SIP calculator is an app which helps you to compute return on your SIP. Let’s try to understand how to use it.
- Enter the amount which you want to invest per month in the box against the MONTHLY INVESTMENT title.
- Enter the number of year in period.
- Enter the rate of return which is expected by you.
- Against column of Inflation, enter the digit of inflation rate.
After entering all field, you will get outcome as per under.
Column of Total Investment shows the amount which will be invested by you during the total time period.
Column of Net Return shows the amount which you will get at the end of time period.
Column of Current Value (with inflation) shows you the net return at current price.
SIP calculator calculates SIP according to compound interest.
Some SIP calculator may have advanced features which show you comparative study of your SIP returns vs. other investment like fixed deposit.
How to invest in SIP?
You can invest in SIP monthly. You can submit pre-dated cheques or authorize your bank account for auto debit of SIP amount per month.
SIP is safer than lump sum investment.
Any investment market, may be it equity market, debt market or money market is generally volatile. Mutual Funds also invest in these markets. So lump sum investment has risk of loss. But to invest in SIP is always prudence act. You invest per month in SIP without timing markets. So if the markets are high, you buy fewer units of mutual funds but if the markets are low, you buy more units of mutual funds for the same amount. SIP helps you to control volatility.
SIP and investment period
The short term investment in SIP may bring you higher return but it comes with added higher risk. To get steady and higher return on SIP with low risk, you should invest in SIP for 5 year or more. The longer the time period, the lower the risk will be and higher the return will be.
Three fundamental benefits of investing in SIP
- To invest in SIP, you will need no knowledge, research or technical study of financial markets. You only have to choose automated SIP, nothing else. Thus, investment in SIP is very easy.
- The amount of investment is constant in SIP without any concern of market trend. So the ecerage cost of investment will be lower.
- You should never take time off from your schedule to monitor market trends or your investment. You can monitor your investment at any time and at anywhere only by logging in to your profile in the Mutual funds.
Lump sum calculator is an app which let you determine the maturity amount of a present value lump sum investment (one time investment), after a fixed number of years.
You need following input data to compute the maturity amount of lump sum investment.
- Amount to be invested
- Number of years ( time period of investment)
- Expected rate of return
The lump sum calculator provides you the maturity amount and the earning on the investment.
Pros of lump sum investment method
- In some cases, you get pretty sum of money at one go. Followings are some examples of such cases.
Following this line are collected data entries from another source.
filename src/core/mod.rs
pub mod services;
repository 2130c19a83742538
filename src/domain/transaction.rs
//! Immutable entries of the ledger's history.

use std::fmt;

use chrono::{DateTime, Utc};
use uuid::Uuid;

use crate::domain::category::{Category, Subcategory};
use crate::domain::month::Month;
use crate::errors::{LedgerError, LedgerResult};

/// Tag describing what produced a transaction.
#[derive(Debug, Clone, Copy, PartialEq, Eq, Hash)]
pub enum SourceType {
    Income,
    Expense,
    Savings,
    Charity,
    Loan,
    Automatic,
}

impl SourceType {
    pub fn as_str(self) -> &'static str {
        match self {
            SourceType::Income => "Income",
            SourceType::Expense => "Expense",
            SourceType::Savings => "Savings",
            SourceType::Charity => "Charity",
            SourceType::Loan => "Loan",
            SourceType::Automatic => "Automatic",
        }
    }
}

impl From<Category> for SourceType {
    fn from(category: Category) -> Self {
        match category {
            Category::Income => SourceType::Income,
            Category::Expense => SourceType::Expense,
            Category::Savings => SourceType::Savings,
            Category::Charity => SourceType::Charity,
            Category::Loan => SourceType::Loan,
        }
    }
}

impl fmt::Display for SourceType {
    fn fmt(&self, f: &mut fmt::Formatter<'_>) -> fmt::Result {
        f.write_str(self.as_str())
    }
}

/// Subcategory column of a transaction.
#[derive(Debug, Clone, Copy, PartialEq, Eq, Hash)]
pub enum EntryLabel {
    Named(Subcategory),
    AutoAllocation,
}

impl EntryLabel {
    pub fn as_str(self) -> &'static str {
        match self {
            EntryLabel::Named(sub) => sub.as_str(),
            EntryLabel::AutoAllocation => "Auto-allocation",
        }
    }

    pub fn subcategory(self) -> Option<Subcategory> {
        match self {
            EntryLabel::Named(sub) => Some(sub),
            EntryLabel::AutoAllocation => None,
        }
    }
}

impl fmt::Display for EntryLabel {
    fn fmt(&self, f: &mut fmt::Formatter<'_>) -> fmt::Result {
        f.write_str(self.as_str())
    }
}

#[derive(Debug, Clone, PartialEq)]
pub struct Transaction {
    pub id: Uuid,
    pub source: SourceType,
    pub category: Category,
    pub subcategory: Option<EntryLabel>,
    pub month: Month,
    pub amount: f64,
    pub recorded_at: DateTime<Utc>,
}

impl Transaction {
    pub fn new(
        source: SourceType,
        category: Category,
        subcategory: Option<EntryLabel>,
        month: Month,
        amount: f64,
    ) -> Self {
        Self {
            id: Uuid::new_v4(),
            source,
            category,
            subcategory,
            month,
            amount,
            recorded_at: Utc::now(),
        }
    }

    pub fn automatic(category: Category, month: Month, amount: f64) -> Self {
        Self::new(
            SourceType::Automatic,
            category,
            Some(EntryLabel::AutoAllocation),
            month,
            amount,
        )
    }

    pub fn is_automatic(&self) -> bool {
        self.source == SourceType::Automatic
    }

    /// Subcategory text as shown in the history, empty when absent.
    pub fn subcategory_label(&self) -> &'static str {
        self.subcategory.map(EntryLabel::as_str).unwrap_or("")
    }
}

/// Raw inbound request for [`crate::ledger::Ledger::record`].
///
/// Tokens are kept as text so that the ledger owns validation of every field.
#[derive(Debug, Clone, PartialEq)]
pub struct RecordRequest {
    pub category_type: String,
    pub category: String,
    pub month: i64,
    pub amount: f64,
    pub subcategory: Option<String>,
}

impl RecordRequest {
    pub fn new(
        category_type: impl Into<String>,
        category: impl Into<String>,
        month: i64,
        amount: f64,
    ) -> Self {
        Self {
            category_type: category_type.into(),
            category: category.into(),
            month,
            amount,
            subcategory: None,
        }
    }

    /// Request where the category and its type coincide, which is how every
    /// entry form submits.
    pub fn for_category(category: Category, month: i64, amount: f64) -> Self {
        Self::new(category.as_str(), category.as_str(), month, amount)
    }

    pub fn with_subcategory(mut self, subcategory: impl Into<String>) -> Self {
        self.subcategory = Some(subcategory.into());
        self
    }

    pub(crate) fn validate(&self) -> LedgerResult<ValidatedEntry> {
        let kind = Category::parse(&self.category_type)?;
        let category = Category::parse(&self.category)?;
        let month = Month::new(self.month)?;
        if !self.amount.is_finite() {
            return Err(LedgerError::invalid(format!(
                "amount {} is not a finite number",
                self.amount
            )));
        }
        let subcategory = match self.subcategory.as_deref() {
            Some(token) => Some(Subcategory::parse_for(kind, token)?),
            None => None,
        };
        Ok(ValidatedEntry {
            kind,
            category,
            month,
            amount: self.amount,
            subcategory,
        })
    }
}

/// A request whose tokens all resolved to known values.
#[derive(Debug, Clone, Copy, PartialEq)]
pub(crate) struct ValidatedEntry {
    pub kind: Category,
    pub category: Category,
    pub month: Month,
    pub amount: f64,
    pub subcategory: Option<Subcategory>,
}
- Salaried person gets yearly bonus
- Money received from sale of property/assets
- Money received from matured investment
- Money received as one time settlement of any dispute
In such cases, you can invest your precious money in mutual fund in one go (lump sum). It is not better to hold huge amount in bank account and invest in SIP from that money per month because you will lose difference of bank interest rate and expected return rate of mutual fund. Basically, rate of return of mutual fund is in two digits and bank interest rate is in single digit.
- Generally people believe that one has to invest per month in mutual funds. It is not true. Lump sum investment is boon for those who have irregular income and avoid to invest per month. People with irregular income can invest in mutual fund any time with small savings from their income. Most of lump sum scheme in mutual fund allows you to invest with minimum Rs 5000. You have to make payment only once so you will have no worry of future installments.
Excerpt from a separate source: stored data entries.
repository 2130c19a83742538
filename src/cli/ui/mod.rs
pub mod chart;
pub mod formatting;
pub mod table;
use crate::cli::core::{CommandError, CommandResult, ShellContext};
use crate::cli::output;
use crate::cli::registry::CommandEntry;
use crate::config::Config;

pub(crate) fn definitions() -> Vec<CommandEntry> {
    vec![CommandEntry::new(
        "config",
        "Show or change display settings",
        "config [show | set <key> <value>]",
        cmd_config,
    )]
}

fn cmd_config(context: &mut ShellContext, args: &[&str]) -> CommandResult {
    match args {
        [] | ["show"] => {
            show(&context.config);
            Ok(())
        }
        ["set", key, value] => {
            let mut updated = context.config.clone();
            updated.set(key, value)?;
            context.persist_config(&updated)?;
            context.config = updated;
            context.apply_output_preferences();
            output::success(format!("Set {key} = {value}"));
            Ok(())
        }
        _ => Err(CommandError::InvalidArguments(format!(
            "usage: config [show | set <key> <value>]; keys: {}",
            Config::KEYS.join(", ")
        ))),
    }
}

fn show(config: &Config) {
    output::section("Configuration");
    for (key, value) in config.entries() {
        output::info(format!("  {key:<18} {value}"));
    }
}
- A lump sum investor has always chance to change the amount being invested. So he can invest more money when markets are down and invest less amount of money when markets are up. A lump sum investor can take advantages from ups and downs of markets. So experienced and high net worth investors opt for lump sum investment.
- Lump sum investment is better for long term. Here long-term means more than 15 years. Lump sum investment can be made for goals like child’s marriage, child’s higher education etc.
Cons of lump sum investment method
- Lump sum investment is irregular investment. This method makes investor irregular and care free of regular savings.
- Lump sum investment is better for long term. But if you need fund in near future, the rate of return will be low in lump sum investment.
- In lump sum method, investor invests his money in one go, so there is chances of high risk. Suppose you invest Rs 10,000 and buy units of mutual funds. If the market declines more, you lose the chance of buying more units in the same amount. So in lump sum investment, investor has to time the markets properly before making investment.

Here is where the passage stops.